I don’t know if you are using contraception - BUT DON’T. Being on contraception or having it available makes it easier to sin. Pope Benedict XVI speaks about this in Light of the World. It is sex without the consequences. Take this time to look at Theology of the Body and what it means. Besides nothing worse than letting out a wedding dress because the bride is five months pregnant - that is except for mortal sin. God bless you and good luck.


#15

Yes, I think the best advice is to surround yourselves with other people for the remaining 5 months. Everything you do together, do it in the company of other people that care about you, avoid “alone time.” You’ll have plenty of alone time in 5 months, and then for the rest of your lives! 5 months is not really a long time, although in this situation, it can seem an eternity.
My suggestion would be to offer all of the struggle that you undergo during this time for the reparation of the sins of the souls in purgatory who are there for this very reason…and didn’t fight and resist as you are trying so valiantly to do. Go to frequent confession! May Our Blessed Mother protect you! St. Maria Goretti, pray for us!


#16

Firstly, do not be discouraged. The Spirit is with you as evidenced by the fact that you know what you have done is wrong and you want to wait until you are married.

I second the folks who said that it isn't a "have to", but more of a "get to." Sex is such a beautiful, sacred gift. If you love each other, you desire the best for each other. You can express this love by waiting...and it will make your wedding night that much more special.

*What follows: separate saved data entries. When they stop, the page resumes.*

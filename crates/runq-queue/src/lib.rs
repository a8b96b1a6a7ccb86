//! Pull-based job dispatcher for remote runners.
//!
//! This crate provides:
//! - Job storage with atomic conditional transitions
//! - Runner registration and authentication
//! - Claim/update/success/error dispatch with dependency cascades
//! - A watchdog that reclaims jobs from silent runners
//! - In-process dispatch events

pub mod dispatcher;
pub mod error;
pub mod events;
pub mod job;
pub mod metrics;
pub mod registry;
pub mod store;
pub mod watchdog;

pub use dispatcher::{Dispatcher, DispatcherConfig, DEFAULT_MAX_FAILURES, STALLED_MESSAGE};
pub use error::{DispatchError, DispatchResult};
pub use events::{DispatchEvent, EventChannel};
pub use job::EnqueueJob;
pub use registry::{RegistrationTokenSummary, RunnerRegistry};
pub use store::{JobFilter, JobStore, MemoryJobStore, Mutation, Precondition, Transition};
pub use watchdog::{ScanReport, Watchdog, WatchdogConfig};
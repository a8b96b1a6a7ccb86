//! Structured job logging utilities.

use tracing::{error, info, warn, Span};

use runq_models::{JobId, JobType};

/// Job logger carrying the job id and type on every line.
#[derive(Debug, Clone)]
pub struct JobLogger {
    job_id: String,
    job_type: JobType,
}

impl JobLogger {
    pub fn new(job_id: &JobId, job_type: JobType) -> Self {
        Self {
            job_id: job_id.to_string(),
            job_type,
        }
    }

    /// Log the start of a job.
    pub fn log_start(&self, message: &str) {
        info!(
            job_id = %self.job_id,
            job_type = %self.job_type,
            "Job started: {}", message
        );
    }

    pub fn log_progress(&self, message: &str) {
        info!(
            job_id = %self.job_id,
            job_type = %self.job_type,
            "Job progress: {}", message
        );
    }

    pub fn log_warning(&self, message: &str) {
        warn!(
            job_id = %self.job_id,
            job_type = %self.job_type,
            "Job warning: {}", message
        );
    }

    pub fn log_error(&self, message: &str) {
        error!(
            job_id = %self.job_id,
            job_type = %self.job_type,
            "Job error: {}", message
        );
    }

    pub fn log_completion(&self, message: &str) {
        info!(
            job_id = %self.job_id,
            job_type = %self.job_type,
            "Job completed: {}", message
        );
    }

    pub fn job_id(&self) -> &str {
        &self.job_id
    }

    pub fn job_type(&self) -> JobType {
        self.job_type
    }

    /// Span for instrumenting the job's future.
    pub fn create_span(&self) -> Span {
        tracing::info_span!(
            "job",
            job_id = %self.job_id,
            job_type = %self.job_type
        )
    }
}

#[cfg(test)]
mod tests {
    use super::*;

    #[test]
    fn test_job_logger_creation() {
        let job_id = JobId::new();
        let logger = JobLogger::new(&job_id, JobType::LiveRtmpHlsTranscoding);

        assert_eq!(logger.job_id(), job_id.to_string());
        assert_eq!(logger.job_type(), JobType::LiveRtmpHlsTranscoding);
    }
}
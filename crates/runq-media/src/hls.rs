//! HLS output naming and manifest helpers.
//!
//! The live engine writes a master manifest, one manifest per output
//! (`<index>.m3u8`) and segments named `<index>-<sequence>.ts`.

use std::collections::BTreeSet;
use std::path::Path;

pub const MASTER_PLAYLIST: &str = "master.m3u8";
pub const PLAYLIST_EXTENSION: &str = "m3u8";
pub const SEGMENT_EXTENSION: &str = "ts";
pub const END_LIST_TAG: &str = "#EXT-X-ENDLIST";

/// Manifest file name for output `index`.
pub fn playlist_name(index: usize) -> String {
    format!("{}.{}", index, PLAYLIST_EXTENSION)
}

/// FFmpeg `-hls_segment_filename` pattern relative to the output dir.
pub fn segment_pattern() -> String {
    format!("%v-%06d.{}", SEGMENT_EXTENSION)
}

/// FFmpeg variant manifest pattern relative to the output dir.
pub fn variant_playlist_pattern() -> String {
    format!("%v.{}", PLAYLIST_EXTENSION)
}

/// Every manifest the engine writes for `outputs` resolutions.
pub fn expected_playlists(outputs: usize) -> BTreeSet<String> {
    std::iter::once(MASTER_PLAYLIST.to_string())
        .chain((0..outputs).map(playlist_name))
        .collect()
}

fn has_extension(path: &Path, extension: &str) -> bool {
    path.extension().and_then(|e| e.to_str()) == Some(extension)
}

pub fn is_playlist(path: &Path) -> bool {
    has_extension(path, PLAYLIST_EXTENSION)
}

pub fn is_segment(path: &Path) -> bool {
    has_extension(path, SEGMENT_EXTENSION)
}

/// Output index of a segment file name: the leading digits before `-`.
pub fn segment_resolution(filename: &str) -> Option<usize> {
    let (index, rest) = filename.split_once('-')?;
    if index.is_empty() || !index.bytes().all(|b| b.is_ascii_digit()) || rest.is_empty() {
        return None;
    }
    index.parse().ok()
}

pub fn has_end_marker(content: &str) -> bool {
    content.lines().any(|line| line.trim() == END_LIST_TAG)
}

/// Manifest content safe to publish alongside `chunk`.
///
/// Ended manifests are returned verbatim. Otherwise the content is cut right
/// after the line referencing `chunk`, so entries the engine may still be
/// writing never leak out. `None` when `chunk` is not listed yet.
pub fn trim_playlist(content: &str, chunk: &str) -> Option<String> {
    if has_end_marker(content) {
        return Some(content.to_string());
    }

    let mut trimmed = String::with_capacity(content.len());
    for line in content.lines() {
        trimmed.push_str(line);
        trimmed.push('\n');

        let entry = line.trim();
        if !entry.starts_with('#') && references(entry, chunk) {
            return Some(trimmed);
        }
    }

    None
}

/// Manifest entries may be bare names or paths/URIs ending in the name.
fn references(entry: &str, chunk: &str) -> bool {
    entry == chunk
        || entry
            .strip_suffix(chunk)
            .is_some_and(|prefix| prefix.ends_with('/'))
}

#[cfg(test)]
mod tests {
    use super::*;

    const LIVE: &str = "#EXTM3U\n\
        #EXT-X-VERSION:3\n\
        #EXT-X-TARGETDURATION:2\n\
        #EXT-X-MEDIA-SEQUENCE:0\n\
        #EXTINF:2.000000,\n\
        0-000000.ts\n\
        #EXTINF:2.000000,\n\
        0-000001.ts\n\
        #EXTINF:2.000000,\n\
        0-000002.ts\n";

    #[test]
    fn test_naming() {
        assert_eq!(playlist_name(2), "2.m3u8");
        assert_eq!(segment_resolution("0-000001.ts"), Some(0));
        assert_eq!(segment_resolution("12-000001.ts"), Some(12));
        assert_eq!(segment_resolution("master.m3u8"), None);
        assert_eq!(segment_resolution("a-1.ts"), None);
        assert_eq!(segment_resolution("-1.ts"), None);
        assert!(is_segment(Path::new("/tmp/x/0-000001.ts")));
        assert!(is_playlist(Path::new("/tmp/x/master.m3u8")));
        assert!(!is_playlist(Path::new("/tmp/x/0-000001.ts")));
    }

    #[test]
    fn test_expected_playlists() {
        let expected = expected_playlists(2);
        let names: Vec<&str> = expected.iter().map(String::as_str).collect();
        assert_eq!(names, vec!["0.m3u8", "1.m3u8", "master.m3u8"]);
    }

    #[test]
    fn test_trim_cuts_after_chunk() {
        let trimmed = trim_playlist(LIVE, "0-000001.ts").unwrap();
        assert!(trimmed.ends_with("0-000001.ts\n"));
        assert!(trimmed.contains("0-000000.ts"));
        assert!(!trimmed.contains("0-000002.ts"));
    }

    #[test]
    fn test_trim_unknown_chunk() {
        assert_eq!(trim_playlist(LIVE, "0-000009.ts"), None);
        // prefix of a listed name is not a reference
        assert_eq!(trim_playlist(LIVE, "000001.ts"), None);
    }

    #[test]
    fn test_trim_keeps_ended_playlist() {
        let ended = format!("{}{}\n", LIVE, END_LIST_TAG);
        assert!(has_end_marker(&ended));
        assert_eq!(trim_playlist(&ended, "0-000000.ts").unwrap(), ended);
    }

    #[test]
    fn test_trim_matches_uri_entries() {
        let content = "#EXTM3U\n#EXTINF:2.0,\nhttps://cdn/live/0-000000.ts\n#EXTINF:2.0,\nhttps://cdn/live/0-000001.ts\n";
        let trimmed = trim_playlist(content, "0-000000.ts").unwrap();
        assert!(!trimmed.contains("0-000001.ts"));
    }
}
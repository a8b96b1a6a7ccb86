//! Live media plumbing for runners.
//!
//! This crate provides:
//! - The live transcoding engine trait and its FFmpeg implementation
//! - FFmpeg command building with SIGINT-first shutdown
//! - FFprobe stream inspection
//! - HLS output naming and manifest trimming
//! - Output directory watching

pub mod command;
pub mod engine;
pub mod error;
pub mod hls;
pub mod probe;
pub mod watch;

pub use command::{check_ffmpeg, check_ffprobe, live_hls_command, FfmpegCommand, FfmpegRunner};
pub use engine::{
    engine_channel, EngineControl, EngineExit, EngineHandle, FfmpegLiveTranscoder,
    LiveTranscodeRequest, LiveTranscoder,
};
pub use error::{MediaError, MediaResult};
pub use probe::{parse_probe_output, probe_stream, StreamProbe};
pub use watch::{DirectoryWatcher, FsEvent, FsEventKind, PollingWatcher, WatchFilter, WatchSubscription};
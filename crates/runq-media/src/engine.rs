//! Live transcoding engine abstraction.
//!
//! An engine transcodes one live input into an HLS output directory until the
//! input ends, it fails, or it is asked to stop. The executor only sees the
//! files it writes and a single exit notification.

use std::path::PathBuf;
use std::time::Duration;

use async_trait::async_trait;
use tokio::sync::{oneshot, watch};

use runq_models::OutputResolution;

use crate::command::{live_hls_command, FfmpegRunner};
use crate::error::MediaResult;
use crate::probe::{probe_stream, StreamProbe};

/// Everything needed to start a live transcode.
#[derive(Debug, Clone)]
pub struct LiveTranscodeRequest {
    pub input_url: String,
    /// Directory the manifests and segments are written to
    pub output_dir: PathBuf,
    pub outputs: Vec<OutputResolution>,
    /// Segment length in seconds
    pub segment_duration: u32,
    /// Segments kept in each rolling manifest
    pub segment_list_size: u32,
    pub probe: StreamProbe,
}

/// How an engine run finished.
#[derive(Debug, Clone, PartialEq, Eq)]
pub enum EngineExit {
    /// Input ended and the engine exited cleanly
    Ended,
    /// Engine exited after [`EngineHandle::stop`]
    Stopped,
    /// Engine failed on its own
    Failed(String),
}

/// Caller side of a running engine.
///
/// Dropping the handle stops the engine.
pub struct EngineHandle {
    stop: watch::Sender<bool>,
    exit: oneshot::Receiver<EngineExit>,
    finished: Option<EngineExit>,
}

/// Engine side of a running engine.
pub struct EngineControl {
    stop: watch::Receiver<bool>,
    exit: oneshot::Sender<EngineExit>,
}

/// Create a connected handle/control pair.
pub fn engine_channel() -> (EngineHandle, EngineControl) {
    let (stop_tx, stop_rx) = watch::channel(false);
    let (exit_tx, exit_rx) = oneshot::channel();

    (
        EngineHandle {
            stop: stop_tx,
            exit: exit_rx,
            finished: None,
        },
        EngineControl {
            stop: stop_rx,
            exit: exit_tx,
        },
    )
}

impl EngineHandle {
    /// Ask the engine to stop. Idempotent.
    pub fn stop(&self) {
        self.stop.send_replace(true);
    }

    pub fn stop_requested(&self) -> bool {
        *self.stop.borrow()
    }

    /// Wait for the engine to exit. Cancel safe, and returns the same exit
    /// again once it is known.
    pub async fn wait(&mut self) -> EngineExit {
        if let Some(exit) = &self.finished {
            return exit.clone();
        }

        let exit = match (&mut self.exit).await {
            Ok(exit) => exit,
            Err(_) => EngineExit::Failed("transcoding engine went away".to_string()),
        };
        self.finished = Some(exit.clone());
        exit
    }
}

impl EngineControl {
    /// Resolves once a stop was requested or the handle was dropped.
    pub async fn stop_requested(&mut self) {
        loop {
            if *self.stop.borrow_and_update() {
                return;
            }
            if self.stop.changed().await.is_err() {
                return;
            }
        }
    }

    pub fn is_stop_requested(&self) -> bool {
        *self.stop.borrow()
    }

    /// Publish the exit.
    pub fn finish(self, exit: EngineExit) {
        let _ = self.exit.send(exit);
    }
}

/// A live transcoding engine.
#[async_trait]
pub trait LiveTranscoder: Send + Sync {
    /// Inspect the input to parametrize the transcode.
    async fn probe(&self, input_url: &str) -> MediaResult<StreamProbe>;

    /// Start transcoding `request.input_url` into `request.output_dir`.
    async fn start(&self, request: LiveTranscodeRequest) -> MediaResult<EngineHandle>;
}

/// FFmpeg-backed live engine.
#[derive(Debug, Clone)]
pub struct FfmpegLiveTranscoder {
    /// Time FFmpeg gets to exit after SIGINT before it is killed
    stop_timeout: Duration,
}

impl Default for FfmpegLiveTranscoder {
    fn default() -> Self {
        Self::new()
    }
}

impl FfmpegLiveTranscoder {
    pub fn new() -> Self {
        Self {
            stop_timeout: Duration::from_secs(10),
        }
    }

    pub fn with_stop_timeout(mut self, stop_timeout: Duration) -> Self {
        self.stop_timeout = stop_timeout;
        self
    }
}

#[async_trait]
impl LiveTranscoder for FfmpegLiveTranscoder {
    async fn probe(&self, input_url: &str) -> MediaResult<StreamProbe> {
        probe_stream(input_url).await
    }

    async fn start(&self, request: LiveTranscodeRequest) -> MediaResult<EngineHandle> {
        let cmd = live_hls_command(&request)?;
        FfmpegRunner::new()
            .with_stop_timeout(self.stop_timeout)
            .spawn(&cmd)
    }
}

I would also say to remember that to abstain from such behavior until you are married is excellent practice. Remember that we are all called to chastity according to our station - just because we become married does not mean we cease trying to be chaste! There are times when my wife and I can not give one another to each other in this way. For medical reasons, it would be risky for her to bear another child, so we practice NFP, which requires periodic abstinence. You may find in your marriage that you have sufficient reason to space your children using this method...and if you do, you and your spouse will have to have self control.

With the birth of our third child a couple of years ago and my wife breastfeeding, we had to abstain until her cycles returned (for the reason mentioned above). It took almost 9 months. While there were frustrating moments during that span, I will say that the time "apart" was a great blessing and time of spiritual growth, and an excellent chance to practice self-mastery. Perhaps you can look at this time of preparation in the same light. And how wonderful it was when we were able to again make gifts of ourselves to one another!

But most of all, do not be discouraged. It is ok to be disappointed when you fail...but do not despair. It would be impossible, were it not for Jesus. With Him all things are possible. He does not ask anything of us beyond what we can do.

You and your fiance are certainly in my prayers.


#17

[quote="ironband, post:16, topic:240879"]
Firstly, do not be discouraged. The Spirit is with you as evidenced by the fact that you know what you have done is wrong and you want to wait until you are married.

I second the folks who said that it isn't a "have to", but more of a "get to." Sex is such a beautiful, sacred gift. If you love each other, you desire the best for each other. You can express this love by waiting...and it will make your wedding night that much more special.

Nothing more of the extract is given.